Danebury Hillfort in Stockbridge, England


Over 2,500 years ago, the area surrounding what’s known today as the Danbury Hillfort was once a prominent farming community. Located near Figsbury Ring, Stonehenge, and Douce Mausoleum, these Iron Age farmers mainly kept sheep and cattle, and the area became well-known for woolen clothes and leather goods.

Just 15 miles northeast of Salisbury, England, the area was abundant in natural resources, allowing the settlement to become a trading hub for iron, tin, copper, salt, and stone. Dips in the landscape, which have become more visible in recent excavations at Danbury Hillfort, are believed to be places where grain was stored. These shallow pits were dug with an Iron Age tool similar to a mattock and would have been filled with grain and sealed shut. 

Over Danbury Hillfort’s nearly 500 years of occupation, housing over 300 people at its height, one of the primary tasks for the inhabitants was to defend livestock and grain from enemy raiding parties. Settlers would fight off raiders using slingshots.
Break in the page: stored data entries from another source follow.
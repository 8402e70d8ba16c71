//! The layout registry. A site's `_layouts` directory holds one template per
//! file; the layout's name is the file name less its extension, so
//! `_layouts/tag_page.html` is the `tag_page` layout. Layouts may begin with
//! front matter, which becomes page data for anything rendered with them.

use crate::frontmatter;
use serde_yaml::{Mapping, Value};
use std::collections::HashMap;
use std::fmt;
use std::iter::FromIterator;
use std::path::{Path, PathBuf};
use tracing::{debug, warn};

/// A single template from the layout registry.
#[derive(Clone, Debug)]
pub struct Layout {
    /// The layout's name (its file stem).
    pub name: String,

    /// The layout's front matter, or an empty mapping.
    pub data: Mapping,

    /// The template text following the front matter.
    pub body: String,
}

impl Layout {
    /// The layout this one is wrapped in, if its front matter names one.
    pub fn parent(&self) -> Option<&str> {
        self.data
            .get(&Value::from("layout"))
            .and_then(Value::as_str)
    }
}

/// Every layout of a site, by name.
#[derive(Debug, Default)]
pub struct Layouts {
    layouts: HashMap<String, Layout>,
}

impl Layouts {
    /// Loads each file directly inside `dir` as a layout. A missing directory
    /// means an empty registry. Hidden files are ignored, and if two files
    /// share a stem the first one by file name wins.
    pub fn load(dir: &Path) -> Result<Layouts> {
        let mut layouts = Layouts::default();
        if !dir.is_dir() {
            debug!(dir = %dir.display(), "no layouts directory");
            return Ok(layouts);
        }

        let mut paths = Vec::new();
        for result in std::fs::read_dir(dir)? {
            let entry = result?;
            if entry.file_type()?.is_file() {
                paths.push(entry.path());
            }
        }
        paths.sort();

        for path in paths {
            let name = match path.file_stem().and_then(|stem| stem.to_str()) {
                Some(name) if !name.starts_with('.') && !name.is_empty() => name.to_owned(),
                _ => continue,
            };
            if layouts.contains(&name) {
                warn!(layout = %name, path = %path.display(), "duplicate layout ignored");
                continue;
            }
            let layout = load_layout(name, &path)?;
            layouts.insert(layout);
        }
        Ok(layouts)
    }

    fn insert(&mut self, layout: Layout) {
        self.layouts.insert(layout.name.clone(), layout);
    }

    /// Reports whether a layout named `name` exists.
    pub fn contains(&self, name: &str) -> bool {
        self.layouts.contains_key(name)
    }

    pub fn get(&self, name: &str) -> Option<&Layout> {
        self.layouts.get(name)
    }

    pub fn len(&self) -> usize {
        self.layouts.len()
    }

    pub fn is_empty(&self) -> bool {
        self.layouts.is_empty()
    }

    /// The layout names, sorted.
    pub fn names(&self) -> Vec<&str> {
        let mut names: Vec<&str> = self.layouts.keys().map(String::as_str).collect();
        names.sort_unstable();
        names
    }
}

impl FromIterator<Layout> for Layouts {
    fn from_iter<I: IntoIterator<Item = Layout>>(iter: I) -> Self {
        let mut layouts = Layouts::default();
        for layout in iter {
            layouts.insert(layout);
        }
        layouts
    }
}

fn load_layout(name: String, path: &Path) -> Result<Layout> {
    let contents = std::fs::read_to_string(path).map_err(|err| Error::Read {
        path: path.to_owned(),
        err,
    })?;
    let (data, body) = frontmatter::parse_optional(&contents).map_err(|err| Error::Frontmatter {
        path: path.to_owned(),
        err,
    })?;
    Ok(Layout {
        name,
        data,
        body: body.to_owned(),
    })
}

/// Represents the result of loading layouts.
pub type Result<T> = std::result::Result<T, Error>;

/// Represents a problem loading layouts.
#[derive(Debug)]
pub enum Error {
    /// Returned when a layout file can't be read.
    Read { path: PathBuf, err: std::io::Error },

    /// Returned when a layout's front matter is malformed.
    Frontmatter {
        path: PathBuf,
        err: frontmatter::Error,
    },

    /// Returned for I/O errors listing the layouts directory.
    Io(std::io::Error),
}

impl fmt::Display for Error {
    fn fmt(&self, f: &mut fmt::Formatter) -> fmt::Result {
        match self {
            Error::Read { path, err } => {
                write!(f, "Reading layout '{}': {}", path.display(), err)
            }
            Error::Frontmatter { path, err } => {
                write!(f, "Loading layout '{}': {}", path.display(), err)
            }
            Error::Io(err) => err.fmt(f),
        }
    }
}

impl std::error::Error for Error {
    fn source(&self) -> Option<&(dyn std::error::Error + 'static)> {
        match self {
            Error::Read { path: _, err } => Some(err),
            Error::Frontmatter { path: _, err } => Some(err),
            Error::Io(err) => Some(err),
        }
    }
}

impl From<std::io::Error> for Error {
    fn from(err: std::io::Error) -> Error {
        Error::Io(err)
    }
}

#[cfg(test)]
mod test {
    use super::*;
    use std::fs;

    #[test]
    fn test_load() -> Result<()> {
        let dir = tempfile::tempdir()?;
        fs::write(
            dir.path().join("tag_page.html"),
            "---\nlayout: default\nsidebar: false\n---\n<h1>{{ .title }}</h1>\n",
        )?;
        fs::write(dir.path().join("default.html"), "<main>{{ .content }}</main>")?;
        fs::write(dir.path().join(".default.html.swp"), "junk")?;
        fs::create_dir(dir.path().join("partials"))?;

        let layouts = Layouts::load(dir.path())?;
        assert_eq!(vec!["default", "tag_page"], layouts.names());
        assert!(layouts.contains("tag_page"));
        assert!(!layouts.contains("post"));

        let tag_page = layouts.get("tag_page").unwrap();
        assert_eq!("<h1>{{ .title }}</h1>\n", tag_page.body);
        assert_eq!(Some("default"), tag_page.parent());
        assert_eq!(
            Some(&Value::Bool(false)),
            tag_page.data.get(&Value::from("sidebar"))
        );

        let default = layouts.get("default").unwrap();
        assert!(default.data.is_empty());
        assert_eq!(None, default.parent());
        Ok(())
    }

    #[test]
    fn test_missing_directory_is_empty() -> Result<()> {
        let dir = tempfile::tempdir()?;
        let layouts = Layouts::load(&dir.path().join("_layouts"))?;
        assert!(layouts.is_empty());
        assert!(!layouts.contains("tag_page"));
        Ok(())
    }

    #[test]
    fn test_duplicate_stems_keep_first() -> Result<()> {
        let dir = tempfile::tempdir()?;
        fs::write(dir.path().join("page.html"), "html")?;
        fs::write(dir.path().join("page.md"), "markdown")?;
        let layouts = Layouts::load(dir.path())?;
        assert_eq!(1, layouts.len());
        assert_eq!("html", layouts.get("page").unwrap().body);
        Ok(())
    }

    #[test]
    fn test_bad_front_matter() {
        let dir = tempfile::tempdir().unwrap();
        fs::write(dir.path().join("tag_page.html"), "---\ntitle: x\n").unwrap();
        let err = Layouts::load(dir.path()).unwrap_err();
        assert!(matches!(
            err,
            Error::Frontmatter {
                err: frontmatter::Error::MissingEndFence,
                ..
            }
        ));
    }
}
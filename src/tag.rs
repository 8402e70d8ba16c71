//! Defines the tag index builder. Given a sequence of posts, it derives one
//! [`TagPage`] for each distinct tag, where tags that differ only by case are
//! the same tag. The first casing encountered (in post order) is the one that
//! gets displayed.
//!
//! Everything here is pure: posts come in as a parameter and pages go out as
//! a return value. Registering the pages for rendering is up to the caller
//! (see [`crate::build`]).

use serde::Deserialize;
use std::collections::HashMap;
use tracing::{debug, warn};

/// The name of the layout that tag pages are rendered with. When a site has
/// no layout by this name, no tag pages are generated.
pub const TAG_LAYOUT: &str = "tag_page";

/// Anything that carries an ordered list of free-text tags. Implemented for
/// [`crate::post::Post`], and for plain tag lists so the builder can be driven
/// without touching the file system.
pub trait Tagged {
    fn tags(&self) -> &[String];
}

impl Tagged for Vec<String> {
    fn tags(&self) -> &[String] {
        self
    }
}

impl Tagged for Option<Vec<String>> {
    /// An absent tag list is an empty one.
    fn tags(&self) -> &[String] {
        self.as_deref().unwrap_or(&[])
    }
}

/// How a tag key is turned into a path segment.
#[derive(Clone, Copy, Debug, Deserialize, PartialEq, Eq)]
#[serde(rename_all = "lowercase")]
pub enum SlugMode {
    /// Replace spaces with hyphens and leave everything else alone, so
    /// `web development` becomes `web-development` and `ci/cd` stays `ci/cd`.
    Spaces,

    /// Run the key through [`slug::slugify`], so `ci/cd` becomes `ci-cd`.
    Full,
}

impl Default for SlugMode {
    fn default() -> Self {
        SlugMode::Spaces
    }
}

impl SlugMode {
    /// Converts an already-lowercased tag key into a path segment.
    pub fn slugify(&self, key: &str) -> String {
        match self {
            SlugMode::Spaces => key.replace(' ', "-"),
            SlugMode::Full => slug::slugify(key),
        }
    }
}

/// One distinct tag and the posts that carry it.
#[derive(Debug)]
pub struct TagEntry<'a, P> {
    /// The lowercase form of the tag. Unique within a [`TagIndex`].
    pub key: String,

    /// The tag exactly as it was first encountered.
    pub display: String,

    /// Every post carrying the tag (in any casing), in post order. A post
    /// appears at most once even if it lists the tag more than once.
    pub posts: Vec<&'a P>,
}

/// An insertion-ordered, case-insensitive index of tags.
#[derive(Debug)]
pub struct TagIndex<'a, P> {
    entries: Vec<TagEntry<'a, P>>,
    positions: HashMap<String, usize>,
}

impl<'a, P: Tagged> TagIndex<'a, P> {
    /// Indexes every tag of every post, keeping blank tags as they are.
    pub fn from_posts<I>(posts: I) -> Self
    where
        I: IntoIterator<Item = &'a P>,
    {
        Self::collect(posts, false)
    }

    fn collect<I>(posts: I, skip_blank: bool) -> Self
    where
        I: IntoIterator<Item = &'a P>,
    {
        let mut index = TagIndex {
            entries: Vec::new(),
            positions: HashMap::new(),
        };

        for post in posts {
            for tag in post.tags() {
                if skip_blank && tag.trim().is_empty() {
                    warn!(tag = %tag, "skipping blank tag");
                    continue;
                }
                index.insert(tag, post);
            }
        }
        index
    }

    fn insert(&mut self, tag: &str, post: &'a P) {
        let key = tag.to_lowercase();
        match self.positions.get(&key) {
            Some(&i) => {
                let entry = &mut self.entries[i];
                // Posts are visited in order, so a repeat can only be the
                // most recently pushed post.
                if !entry.posts.last().map_or(false, |p| std::ptr::eq(*p, post)) {
                    entry.posts.push(post);
                }
            }
            None => {
                self.positions.insert(key.clone(), self.entries.len());
                self.entries.push(TagEntry {
                    key,
                    display: tag.to_owned(),
                    posts: vec![post],
                });
            }
        }
    }
}

impl<'a, P> TagIndex<'a, P> {
    /// Looks up an entry by any casing of its tag.
    pub fn get(&self, tag: &str) -> Option<&TagEntry<'a, P>> {
        self.positions
            .get(&tag.to_lowercase())
            .map(|&i| &self.entries[i])
    }

    /// The entries in first-seen order.
    pub fn entries(&self) -> &[TagEntry<'a, P>] {
        &self.entries
    }

    pub fn into_entries(self) -> Vec<TagEntry<'a, P>> {
        self.entries
    }

    pub fn len(&self) -> usize {
        self.entries.len()
    }

    pub fn is_empty(&self) -> bool {
        self.entries.is_empty()
    }
}

/// A generated tag page, ready to be handed to the renderer.
#[derive(Debug)]
pub struct TagPage<'a, P> {
    /// The page's path relative to the site root, e.g. `tag/web-development/`.
    pub url_path: String,

    /// The page title, e.g. `Web Development Articles`.
    pub title: String,

    /// The tag as first encountered. Templates see this as `tag`.
    pub tag: String,

    /// The posts carrying the tag, in post order.
    pub posts: Vec<&'a P>,
}

impl<P> TagPage<'_, P> {
    /// The output file for the page relative to the output directory.
    pub fn output_path(&self) -> String {
        format!("{}index.html", self.url_path)
    }
}

/// Turns posts into [`TagPage`]s. The [`Default`] generator puts pages under
/// `tag/`, only replaces spaces when slugifying, and skips blank tags.
#[derive(Clone, Debug, PartialEq, Eq)]
pub struct Generator {
    /// The directory (and URL path prefix) tag pages are placed under.
    pub dir: String,

    /// How tag keys become path segments.
    pub slug: SlugMode,

    /// Whether empty and whitespace-only tags are dropped. When `false` they
    /// are kept and produce a degenerate `tag//` path.
    pub skip_blank: bool,
}

impl Default for Generator {
    fn default() -> Self {
        Generator {
            dir: String::from("tag"),
            slug: SlugMode::default(),
            skip_blank: true,
        }
    }
}

impl Generator {
    /// Builds one page per distinct tag across `posts`. Returns nothing when
    /// `layout_exists` is false, since there would be nothing to render the
    /// pages with.
    pub fn generate<'a, P, I>(&self, posts: I, layout_exists: bool) -> Vec<TagPage<'a, P>>
    where
        P: Tagged + 'a,
        I: IntoIterator<Item = &'a P>,
    {
        if !layout_exists {
            debug!("no tag page layout; generating nothing");
            return Vec::new();
        }

        TagIndex::collect(posts, self.skip_blank)
            .into_entries()
            .into_iter()
            .map(|entry| self.page(entry))
            .collect()
    }

    fn page<'a, P>(&self, entry: TagEntry<'a, P>) -> TagPage<'a, P> {
        TagPage {
            url_path: format!("{}/{}/", self.dir, self.slug.slugify(&entry.key)),
            title: format!("{} Articles", capitalize(&entry.display)),
            tag: entry.display,
            posts: entry.posts,
        }
    }
}

/// Builds tag pages with the [`Default`] [`Generator`].
pub fn build_tag_pages<'a, P, I>(posts: I, layout_exists: bool) -> Vec<TagPage<'a, P>>
where
    P: Tagged + 'a,
    I: IntoIterator<Item = &'a P>,
{
    Generator::default().generate(posts, layout_exists)
}

/// Uppercases the first character and leaves the rest as is, so `go` becomes
/// `Go` but `CI/CD` stays `CI/CD`.
pub fn capitalize(s: &str) -> String {
    let mut chars = s.chars();
    match chars.next() {
        None => String::new(),
        Some(first) => first.to_uppercase().chain(chars).collect(),
    }
}

#[cfg(test)]
mod test {
    use super::*;

    fn tags(ts: &[&str]) -> Vec<String> {
        ts.iter().map(|t| t.to_string()).collect()
    }

    fn triples<P>(pages: &[TagPage<P>]) -> Vec<(String, String, String)> {
        pages
            .iter()
            .map(|p| (p.url_path.clone(), p.title.clone(), p.tag.clone()))
            .collect()
    }

    #[test]
    fn test_case_insensitive_dedup() {
        let posts = vec![tags(&["Rust"]), tags(&["rust", "RUST"]), tags(&["rUsT"])];
        let pages = build_tag_pages(&posts, true);
        assert_eq!(1, pages.len());
        assert_eq!("Rust", pages[0].tag);
        assert_eq!("tag/rust/", pages[0].url_path);
        assert_eq!(3, pages[0].posts.len());
    }

    #[test]
    fn test_first_seen_casing_wins() {
        let posts = vec![tags(&["go"]), tags(&["Go"])];
        let pages = build_tag_pages(&posts, true);
        assert_eq!(1, pages.len());
        assert_eq!("go", pages[0].tag);
        assert_eq!("Go Articles", pages[0].title);
    }

    #[test]
    fn test_slug_replaces_spaces() {
        let posts = vec![tags(&["Web Development"])];
        let pages = build_tag_pages(&posts, true);
        assert_eq!("tag/web-development/", pages[0].url_path);
        assert_eq!("tag/web-development/index.html", pages[0].output_path());
        assert_eq!("Web Development Articles", pages[0].title);
    }

    #[test]
    fn test_title_only_touches_first_character() {
        let posts = vec![tags(&["go", "CI/CD", "macOS"])];
        let pages = build_tag_pages(&posts, true);
        assert_eq!(
            vec![
                (
                    "tag/go/".to_owned(),
                    "Go Articles".to_owned(),
                    "go".to_owned()
                ),
                (
                    "tag/ci/cd/".to_owned(),
                    "CI/CD Articles".to_owned(),
                    "CI/CD".to_owned()
                ),
                (
                    "tag/macos/".to_owned(),
                    "MacOS Articles".to_owned(),
                    "macOS".to_owned()
                ),
            ],
            triples(&pages)
        );
    }

    #[test]
    fn test_no_posts() {
        let posts: Vec<Vec<String>> = Vec::new();
        assert!(build_tag_pages(&posts, true).is_empty());
    }

    #[test]
    fn test_missing_layout_generates_nothing() {
        let posts = vec![tags(&["rust", "go"]), tags(&["python"])];
        assert!(build_tag_pages(&posts, false).is_empty());
    }

    #[test]
    fn test_untagged_posts_contribute_nothing() {
        let posts: Vec<Option<Vec<String>>> =
            vec![None, Some(tags(&["zig"])), Some(Vec::new()), None];
        let pages = build_tag_pages(&posts, true);
        assert_eq!(1, pages.len());
        assert_eq!("zig", pages[0].tag);
        assert_eq!(1, pages[0].posts.len());
    }

    #[test]
    fn test_idempotent() {
        let posts = vec![tags(&["a", "B"]), tags(&["b", "C d"])];
        let first = build_tag_pages(&posts, true);
        let second = build_tag_pages(&posts, true);
        assert_eq!(triples(&first), triples(&second));
        assert_eq!(3, first.len());
    }

    #[test]
    fn test_pages_follow_first_seen_order() {
        let posts = vec![tags(&["zeta", "alpha"]), tags(&["Mid", "ALPHA"])];
        let pages = build_tag_pages(&posts, true);
        let order: Vec<&str> = pages.iter().map(|p| p.tag.as_str()).collect();
        assert_eq!(vec!["zeta", "alpha", "Mid"], order);
    }

    #[test]
    fn test_repeated_tag_lists_post_once() {
        let posts = vec![tags(&["Go", "go", "GO"]), tags(&["go"])];
        let index = TagIndex::from_posts(&posts);
        let entry = index.get("gO").unwrap();
        assert_eq!("Go", entry.display);
        assert_eq!(2, entry.posts.len());
        assert!(std::ptr::eq(entry.posts[0], &posts[0]));
        assert!(std::ptr::eq(entry.posts[1], &posts[1]));
    }

    #[test]
    fn test_blank_tags_skipped_by_default() {
        let posts = vec![tags(&["", "  ", "real"])];
        let pages = build_tag_pages(&posts, true);
        assert_eq!(1, pages.len());
        assert_eq!("tag/real/", pages[0].url_path);
    }

    #[test]
    fn test_blank_tags_kept_when_asked() {
        let generator = Generator {
            skip_blank: false,
            ..Generator::default()
        };
        let posts = vec![tags(&[""])];
        let pages = generator.generate(&posts, true);
        assert_eq!(1, pages.len());
        assert_eq!("tag//", pages[0].url_path);
        assert_eq!(" Articles", pages[0].title);

        // `TagIndex::from_posts` never skips.
        assert_eq!(1, TagIndex::from_posts(&posts).len());
    }

    #[test]
    fn test_full_slug_mode_and_custom_dir() {
        let generator = Generator {
            dir: String::from("topics"),
            slug: SlugMode::Full,
            skip_blank: true,
        };
        let posts = vec![tags(&["CI/CD", "Web  Development"])];
        let pages = generator.generate(&posts, true);
        assert_eq!("topics/ci-cd/", pages[0].url_path);
        assert_eq!("topics/web-development/", pages[1].url_path);
        assert_eq!("CI/CD", pages[0].tag);
    }

    #[test]
    fn test_capitalize() {
        assert_eq!("", capitalize(""));
        assert_eq!("Go", capitalize("go"));
        assert_eq!("CI/CD", capitalize("CI/CD"));
        assert_eq!("Élan", capitalize("élan"));
        assert_eq!("1password", capitalize("1password"));
    }

    #[test]
    fn test_slug_mode_deserializes_lowercase() {
        let mode: SlugMode = serde_yaml::from_str("full").unwrap();
        assert_eq!(SlugMode::Full, mode);
        let mode: SlugMode = serde_yaml::from_str("spaces").unwrap();
        assert_eq!(SlugMode::Spaces, mode);
    }
}
use std::collections::BTreeMap;

use chrono::Utc;
use serde_json::json;
use tracing::{debug, info, warn};
use uuid::Uuid;

use crate::api::{RetryingApiClient, Transport};
use crate::audit::{AuditSink, AuditStatus};
use crate::config::{ResumeConfig, RunConfig};
use crate::error::{Result, ShiftError};
use crate::plan::MigrationItem;
use crate::progress::{ItemState, ProgressStore};
use crate::snapshot::{PlanSnapshot, SnapshotStore};

/// Aggregate outcome of one orchestrator invocation. Not persisted beyond
/// the audit trail it already generated.
#[derive(Debug)]
pub struct RunResult {
    pub total: u64,
    pub completed: u64,
    pub failed: u64,
    pub errors: Vec<ItemError>,
}

impl RunResult {
    pub fn all_completed(&self) -> bool {
        self.failed == 0
    }
}

#[derive(Debug)]
pub struct ItemError {
    pub product_label: String,
    pub error: String,
}

/// Runs the per-item pipeline (fetch, store, publish, record-update),
/// strictly sequentially. A single item's failure never aborts the run; the
/// orchestrator is the boundary where a failure becomes a recorded fact.
pub struct MigrationOrchestrator<T> {
    client: RetryingApiClient<T>,
    progress: ProgressStore,
    snapshots: SnapshotStore,
    audit: AuditSink,
    resume: ResumeConfig,
    run_config: RunConfig,
}

impl<T: Transport> MigrationOrchestrator<T> {
    pub fn new(
        client: RetryingApiClient<T>,
        progress: ProgressStore,
        snapshots: SnapshotStore,
        audit: AuditSink,
        resume: ResumeConfig,
        run_config: RunConfig,
    ) -> Self {
        Self {
            client,
            progress,
            snapshots,
            audit,
            resume,
            run_config,
        }
    }

    pub async fn run(&mut self, items: &[MigrationItem], dry_run: bool) -> Result<RunResult> {
        if items.is_empty() {
            return Err(ShiftError::EmptyPlan);
        }

        let run_id = Uuid::new_v4().to_string();
        let mode = if dry_run { "dry-run" } else { "production" };
        info!(run_id, mode, total = items.len(), "Starting migration run");

        self.progress.set_total(items.len() as u64).await?;

        let mut working = self
            .progress
            .unprocessed(items, self.resume.retry_stale_processing);
        let skipped = items.len() - working.len();
        if skipped > 0 {
            info!(skipped, "Skipping items already present in the ledger");
        }

        if dry_run && working.len() > self.run_config.dry_run_sample {
            warn!(
                sample = self.run_config.dry_run_sample,
                "Dry run: truncating working set"
            );
            working.truncate(self.run_config.dry_run_sample);
        }

        // Items already completed by earlier runs count toward this run's
        // totals, so a resumed run reports what one uninterrupted run would.
        // A dry run reports only the sample it exercised.
        let already_completed = if dry_run {
            0
        } else {
            items
                .iter()
                .filter(|item| {
                    self.progress
                        .ledger()
                        .status_of(&item.source_item_id)
                        .is_some_and(|entry| entry.status == ItemState::Completed)
                })
                .count() as u64
        };

        // The forensic record covers the entire submitted plan, not the
        // resume-filtered working set.
        let plan_snapshot = PlanSnapshot {
            run_id: run_id.clone(),
            mode: mode.to_string(),
            item_count: items.len(),
            timestamp: Utc::now(),
            items: items.to_vec(),
        };
        if let Err(e) = self.snapshots.snapshot_plan(&plan_snapshot).await {
            warn!(error = %e, "Plan snapshot failed, continuing");
        }

        self.audit
            .record(
                "run_started",
                json!({"run_id": run_id, "mode": mode, "items": working.len()}),
                AuditStatus::Success,
            )
            .await;

        let mut result = RunResult {
            total: if dry_run {
                working.len() as u64
            } else {
                items.len() as u64
            },
            completed: already_completed,
            failed: 0,
            errors: Vec::new(),
        };

        let count = working.len();
        for (idx, item) in working.into_iter().enumerate() {
            info!(
                position = idx + 1,
                of = count,
                product = %item.product_label,
                "Processing item"
            );

            match self.process_item(item, dry_run).await {
                Ok(()) => result.completed += 1,
                Err(e) => {
                    let message = e.to_string();
                    let mut details = BTreeMap::new();
                    details.insert("error".to_string(), message.clone());
                    self.progress
                        .mark_item(&item.source_item_id, ItemState::Failed, details)
                        .await?;
                    self.audit
                        .record(
                            "item_migration_failed",
                            json!({"product": item.product_label, "error": message}),
                            AuditStatus::Error,
                        )
                        .await;
                    warn!(product = %item.product_label, error = %message, "Item failed");
                    result.failed += 1;
                    result.errors.push(ItemError {
                        product_label: item.product_label.clone(),
                        error: message,
                    });
                }
            }
        }

        self.audit
            .record(
                "run_completed",
                json!({
                    "run_id": run_id,
                    "total": result.total,
                    "completed": result.completed,
                    "failed": result.failed,
                }),
                AuditStatus::Success,
            )
            .await;

        info!(
            total = result.total,
            completed = result.completed,
            failed = result.failed,
            "Migration run complete"
        );
        Ok(result)
    }

    async fn process_item(&mut self, item: &MigrationItem, dry_run: bool) -> Result<()> {
        let id = item.source_item_id.as_str();
        self.progress
            .mark_item(id, ItemState::Processing, BTreeMap::new())
            .await?;

        let blob = self.client.fetch_blob(id).await?;
        debug!(bytes = blob.len(), "Fetched source blob");

        let filename = self.destination_filename(&item.product_label);

        if dry_run {
            info!(filename, "[dry-run] would store blob at destination");
            info!("[dry-run] would publish link for stored item");
            self.client
                .update_record(&item.destination_record_id, "(dry-run)", true)
                .await?;

            let mut details = BTreeMap::new();
            details.insert("dry_run".to_string(), "true".to_string());
            self.progress
                .mark_item(id, ItemState::Completed, details)
                .await?;
            self.audit
                .record(
                    "item_migrated",
                    json!({"product": item.product_label, "dry_run": true}),
                    AuditStatus::Success,
                )
                .await;
            return Ok(());
        }

        let stored = self.client.store_blob(&filename, blob).await?;
        let link_url = self.client.publish_link(&stored.id).await?;

        // Best-effort copy of the record's prior state. Not a precondition.
        match self.client.fetch_record(&item.destination_record_id).await {
            Ok(fields) => {
                if let Err(e) = self
                    .snapshots
                    .snapshot_record_before_update(&item.destination_record_id, &fields)
                    .await
                {
                    warn!(record_id = %item.destination_record_id, error = %e, "Record snapshot failed");
                }
            }
            Err(e) => {
                warn!(
                    record_id = %item.destination_record_id,
                    error = %e,
                    "Could not capture pre-update record state"
                );
            }
        }

        self.client
            .update_record(&item.destination_record_id, &link_url, false)
            .await?;

        let mut details = BTreeMap::new();
        details.insert("share_url".to_string(), link_url.clone());
        details.insert("destination_id".to_string(), stored.id.clone());
        self.progress
            .mark_item(id, ItemState::Completed, details)
            .await?;
        self.audit
            .record(
                "item_migrated",
                json!({"product": item.product_label, "share_url": link_url}),
                AuditStatus::Success,
            )
            .await;

        info!(share_url = %link_url, "Item migrated");
        Ok(())
    }

    /// Destination filename from the product label, length-capped before the
    /// client sanitizes it.
    fn destination_filename(&self, label: &str) -> String {
        let capped: String = label.chars().take(self.run_config.filename_max_len).collect();
        format!("{}.bin", capped)
    }

    pub fn progress(&self) -> &ProgressStore {
        &self.progress
    }
}
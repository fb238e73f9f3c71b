//! Remote-store operations with bounded retry and rate-limit backoff.

mod client;
mod transport;

pub use client::{
    sanitize_filename, CallOutcome, Endpoints, RetryPolicy, RetryingApiClient, StoredItem,
};
pub use transport::{ApiRequest, ApiResponse, Body, HttpTransport, Method, Transport, TransportError};
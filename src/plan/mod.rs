//! Migration plan loading: tabular source file -> validated item list.

mod loader;

pub use loader::PlanLoader;

/// One artifact to migrate. Identity is `source_item_id`; immutable once
/// loaded.
#[derive(Debug, Clone, PartialEq, Eq, serde::Serialize, serde::Deserialize)]
pub struct MigrationItem {
    pub product_label: String,
    pub source_item_id: String,
    pub destination_record_id: String,
    pub original_reference_url: String,
}
mod commands;
mod display;

pub use commands::{Cli, Commands};
pub use display::Display;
The community’s warriors would use swords and sometimes even horse-drawn chariots to aid the attack. 

The hillfort’s summit was likely reserved for shrines and temples: religion was a focal point for the community. Paganism was the predominant religion, focused on nature gods embodying rivers, trees, and other natural features.

Some scholars believe that bodies uncovered at the site may have been sacrificial victims. Lawmakers, teachers, storytellers, and healers would’ve also inhabited the highest parts of the hill.

Excavations led by Southampton University Professor Barry Cunliffe between 1969 and 1988 uncovered over half of the hillfort’s interior. Cunliffe’s excavations revealed 73 roundhouses, 500 rectangular buildings, and many deep storage pits.

People would have lived in circular houses and grain, their most vital commodity, was held in storage buildings.

Excavations at the site revealed a treasure trove of artifacts: over 180,000 pottery fragments, 240,000 bone pieces, stone artifacts, and numerous iron and bronze items. Some artifacts are on display at the Museum of the Iron Age in Andover, England, some seven miles northeast of the site. 

Inhabitants stopped using the hillfort around 100 B.C., 150 years before the Roman invasion of England in 43 A.D.

It’s no wonder that the Danebury Iron Age Hillfort is one of the most studied Iron Age settlements in Europe due to its vast collection of artifacts, location, and history. The site is scheduled to be classified as an ancient monument. Today, the hill is a Site of Special Scientific Interest.